I will never forget the day this Trinidadian principal came on the PA and instructed everyone in the school to put down their pens and to listen up very carefully. Her message was specifically addressed to the drug dealers in the school who had begun to provide free marajuana to some of the younger grade nine students, as a way of increasing their clientele. She was incensed at the news that this was happening. With great indignation in her voice, and after instructing everyone to stop what they were doing and listen, she said: “All you drug dealers out there, know this: your days are numbered at this school. I’m coming after you, and I’m your worst nightmare.” She went on for another minute or two chastising them, reiterating her foretelling. All I could think of were all the male principals I worked with in previous years and how they would react if they were to hear such an announcement; without question, every single one of them would have insisted that this woman had lost her mind, that she was a fool for initiating a battle she could not win.

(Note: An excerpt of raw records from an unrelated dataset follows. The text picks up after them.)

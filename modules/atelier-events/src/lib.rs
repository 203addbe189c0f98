//! Append-only activity store for the portfolio application.
//!
//! Stores immutable activity facts (publishes, likes, follows, shares, and
//! any free-form tag a client sends). Records are created once via append
//! and never mutated or deleted by this crate.

pub mod store;
pub mod types;

pub use store::ActivityStore;
pub use types::{clamp_limit, ListFilter, NewActivity, StoredActivity};
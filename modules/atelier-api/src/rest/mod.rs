pub mod admin;

use std::sync::Arc;
use std::time::Instant;

use axum::{
    extract::{ConnectInfo, Query, State},
    http::StatusCode,
    response::{IntoResponse, Json, Response},
};
use serde::Deserialize;

use atelier_common::AtelierError;
use atelier_events::{ListFilter, NewActivity};

use crate::auth::{MaybeSession, Session};
use crate::error::ApiError;
use crate::AppState;

// --- Query structs ---

#[derive(Deserialize)]
pub struct EventsQuery {
    #[serde(rename = "type")]
    event_type: Option<String>,
    limit: Option<i64>,
}

#[derive(Deserialize)]
pub struct SuggestionsQuery {
    q: Option<String>,
    limit: Option<i64>,
}

// --- Rate limiting ---

pub const RATE_LIMIT_PER_HOUR: usize = 60;

/// Check rate limit for an IP. Returns true if the request is allowed, false if rate-limited.
/// Prunes expired entries and records the new request if allowed.
pub fn check_rate_limit(entries: &mut Vec<Instant>, now: Instant, max_per_hour: usize) -> bool {
    let cutoff = now - std::time::Duration::from_secs(3600);
    entries.retain(|t| *t > cutoff);
    if entries.len() >= max_per_hour {
        return false;
    }
    entries.push(now);
    true
}

/// Prune empty entries from the rate limiter HashMap to prevent unbounded growth.
pub fn prune_empty_entries(
    limiter: &mut std::collections::HashMap<std::net::IpAddr, Vec<Instant>>,
) {
    let cutoff = Instant::now() - std::time::Duration::from_secs(3600);
    limiter.retain(|_, entries| {
        entries.retain(|t| *t > cutoff);
        !entries.is_empty()
    });
}

// --- Handlers ---

/// POST /events. The actor is taken from the session when one is present;
/// anonymous events are permitted and recorded with a null actor. The body
/// never supplies the actor.
pub async fn api_log_event(
    State(state): State<Arc<AppState>>,
    ConnectInfo(addr): ConnectInfo<std::net::SocketAddr>,
    MaybeSession(actor): MaybeSession,
    Json(body): Json<serde_json::Value>,
) -> Response {
    // Public write endpoint: per-IP rate limit
    let ip = addr.ip();
    {
        let mut limiter = state.rate_limiter.lock().await;
        // Periodically prune empty entries to prevent unbounded HashMap growth
        if limiter.len() > 1000 {
            prune_empty_entries(&mut limiter);
        }
        let entries = limiter.entry(ip).or_default();
        if !check_rate_limit(entries, Instant::now(), RATE_LIMIT_PER_HOUR) {
            return (
                StatusCode::TOO_MANY_REQUESTS,
                Json(serde_json::json!({
                    "success": false,
                    "error": "rate limit exceeded: max 60 events per hour",
                })),
            )
                .into_response();
        }
    }

    let event_type = match body.get("type") {
        Some(serde_json::Value::String(s)) if !s.trim().is_empty() => s.clone(),
        _ => {
            return ApiError(AtelierError::Validation(
                "type is required and must be a non-empty string".to_string(),
            ))
            .into_response();
        }
    };

    let str_field = |key: &str| body.get(key).and_then(|v| v.as_str()).map(str::to_string);

    let activity = NewActivity {
        event_type: event_type.clone(),
        actor_id: actor,
        project_id: str_field("projectId"),
        comment_id: str_field("commentId"),
        tag: str_field("tag"),
        metadata: body.get("metadata").filter(|v| !v.is_null()).cloned(),
    };

    match state.events.append(activity).await {
        Ok(()) => {
            state.telemetry.record("events.append", 1.0);
            state
                .telemetry
                .record(&format!("events.append.{}", event_type.to_lowercase()), 1.0);
            Json(serde_json::json!({ "success": true })).into_response()
        }
        Err(e) => ApiError(e).into_response(),
    }
}

/// GET /events?type=&limit=, newest first. The page size defaults to 50
/// and is capped at 200 inside the store.
pub async fn api_list_events(
    State(state): State<Arc<AppState>>,
    Query(params): Query<EventsQuery>,
) -> Response {
    let filter = ListFilter {
        event_type: params.event_type.filter(|t| !t.is_empty()),
        limit: params.limit,
    };

    match state.events.list(filter).await {
        Ok(data) => Json(serde_json::json!({ "success": true, "data": data })).into_response(),
        Err(e) => ApiError(e).into_response(),
    }
}

/// GET /mentions/suggestions?q=&limit=, authenticated callers only. The
/// requester's own id is always excluded so users can't mention themselves.
pub async fn api_mention_suggestions(
    State(state): State<Arc<AppState>>,
    session: Session,
    Query(params): Query<SuggestionsQuery>,
) -> Response {
    let q = params.q.unwrap_or_default();
    let exclude = vec![session.user_id];

    match state.mentions.suggest(&q, params.limit, &exclude).await {
        Ok(suggestions) => {
            Json(serde_json::json!({ "suggestions": suggestions })).into_response()
        }
        Err(e) => ApiError(e).into_response(),
    }
}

But before her announcement was over, the “kingpin” of the school had been nabbed, for during it, he was out of class wandering the halls and at one point began to jump up and down crying out: “Catch me if you can! Catch me if you can!” At that very moment, a vice principal turned the corner and witnessed it all: “You’re caught”, he said.  He was sent home and expelled the next day. By the end of June, every drug dealer was caught and expelled. At the end of the year, I overheard a vice principal saying to a colleague: “We don’t know how it happened, but we always found ourselves at the right place at the right time”. 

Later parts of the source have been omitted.